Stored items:
----
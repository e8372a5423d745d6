//! Figures shown on the account screens.
//!
//! Demo mode renders a fixed sample account. Live mode derives everything
//! from the last balance fetch and never falls back to sample numbers.

use alloy_primitives::Address;
use banking::model::account::BalanceState;
use banking::model::session::SessionMode;
use serde::{Deserialize, Serialize};
use std::fmt;

use crate::session::SessionState;

pub const DEMO_CURRENT_BALANCE: f64 = 25_847.32;
pub const DEMO_SAVINGS_BALANCE: f64 = 18_650.00;
pub const DEMO_CREDIT_LIMIT: f64 = 10_000.0;
pub const DEMO_CREDIT_USED: f64 = 2_450.0;
pub const DEMO_TOTAL_DEPOSITS: f64 = 44_497.32;

/// Share of the yield-bearing balance extended as credit in live mode.
pub const LIVE_CREDIT_RATIO: f64 = 0.5;

/// A single displayed amount.
#[derive(Debug, Clone, PartialEq)]
pub enum Figure {
    Value(f64),
    Loading,
    Unavailable(String),
}

impl Figure {
    pub fn value(&self) -> Option<f64> {
        match self {
            Figure::Value(v) => Some(*v),
            _ => None,
        }
    }

    fn map(&self, f: impl FnOnce(f64) -> f64) -> Figure {
        match self {
            Figure::Value(v) => Figure::Value(f(*v)),
            other => other.clone(),
        }
    }
}

impl fmt::Display for Figure {
    fn fmt(&self, f: &mut fmt::Formatter<'_>) -> fmt::Result {
        match self {
            Figure::Value(v) => write!(f, "${:.2}", v),
            Figure::Loading => write!(f, "loading..."),
            Figure::Unavailable(reason) => write!(f, "unavailable ({})", reason),
        }
    }
}

#[derive(Debug, Clone, Copy, PartialEq, Eq, Serialize, Deserialize)]
#[serde(rename_all = "lowercase")]
pub enum TransactionKind {
    Purchase,
    Deposit,
}

#[derive(Debug, Clone, PartialEq, Serialize, Deserialize)]
pub struct CardTransaction {
    pub merchant: String,
    /// Negative for spending.
    pub amount: f64,
    pub date: String,
    pub kind: TransactionKind,
}

impl CardTransaction {
    fn new(merchant: &str, amount: f64, date: &str, kind: TransactionKind) -> Self {
        Self {
            merchant: merchant.to_string(),
            amount,
            date: date.to_string(),
            kind,
        }
    }
}

pub fn demo_transactions() -> Vec<CardTransaction> {
    use TransactionKind::*;
    vec![
        CardTransaction::new("Amazon", -89.99, "2025-06-18", Purchase),
        CardTransaction::new("Starbucks", -12.50, "2025-06-17", Purchase),
        CardTransaction::new("Deposit", 1000.0, "2025-06-16", Deposit),
        CardTransaction::new("Uber", -25.75, "2025-06-15", Purchase),
        CardTransaction::new("Deposit", 500.0, "2025-06-14", Deposit),
    ]
}

#[derive(Debug, Clone, PartialEq)]
pub struct AccountOverview {
    pub mode: SessionMode,
    pub current_balance: Figure,
    pub savings_balance: Figure,
    pub credit_limit: Figure,
    pub credit_used: Figure,
    pub available_credit: Figure,
    pub total_deposits: Figure,
    pub transactions: Vec<CardTransaction>,
}

impl AccountOverview {
    pub fn build(session: &SessionState, balances: &BalanceState) -> Self {
        match session.mode() {
            SessionMode::Demo => Self::demo(),
            SessionMode::Live => Self::live(balances),
        }
    }

    fn demo() -> Self {
        Self {
            mode: SessionMode::Demo,
            current_balance: Figure::Value(DEMO_CURRENT_BALANCE),
            savings_balance: Figure::Value(DEMO_SAVINGS_BALANCE),
            credit_limit: Figure::Value(DEMO_CREDIT_LIMIT),
            credit_used: Figure::Value(DEMO_CREDIT_USED),
            available_credit: Figure::Value(DEMO_CREDIT_LIMIT - DEMO_CREDIT_USED),
            total_deposits: Figure::Value(DEMO_TOTAL_DEPOSITS),
            transactions: demo_transactions(),
        }
    }

    fn live(balances: &BalanceState) -> Self {
        let (stable, yield_bearing) = match balances {
            BalanceState::Ready(b) => (Figure::Value(b.stable), Figure::Value(b.yield_bearing)),
            BalanceState::Loading => (Figure::Loading, Figure::Loading),
            BalanceState::Idle => {
                let reason = "balances not fetched".to_string();
                (Figure::Unavailable(reason.clone()), Figure::Unavailable(reason))
            }
            BalanceState::Failed(msg) => {
                (Figure::Unavailable(msg.clone()), Figure::Unavailable(msg.clone()))
            }
        };

        let credit_limit = yield_bearing.map(|y| y * LIVE_CREDIT_RATIO);
        let credit_used = credit_limit.map(|_| 0.0);
        let total_deposits = match balances.balances() {
            Some(b) => Figure::Value(b.total()),
            None => stable.clone(),
        };

        Self {
            mode: SessionMode::Live,
            current_balance: stable,
            savings_balance: yield_bearing,
            available_credit: credit_limit.clone(),
            credit_limit,
            credit_used,
            total_deposits,
            transactions: Vec::new(),
        }
    }
}

/// `0x1234...abcd` form of an address.
pub fn shorten_address(address: &Address) -> String {
    let full = address.to_string();
    format!("{}...{}", &full[..6], &full[full.len() - 4..])
}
----
ABOUT THIS EXERCISE: Go through the entries above and pull out each line with "full" in it.

SOLUTION:
    let full = address.to_string();
    format!("{}...{}", &full[..6], &full[full.len() - 4..])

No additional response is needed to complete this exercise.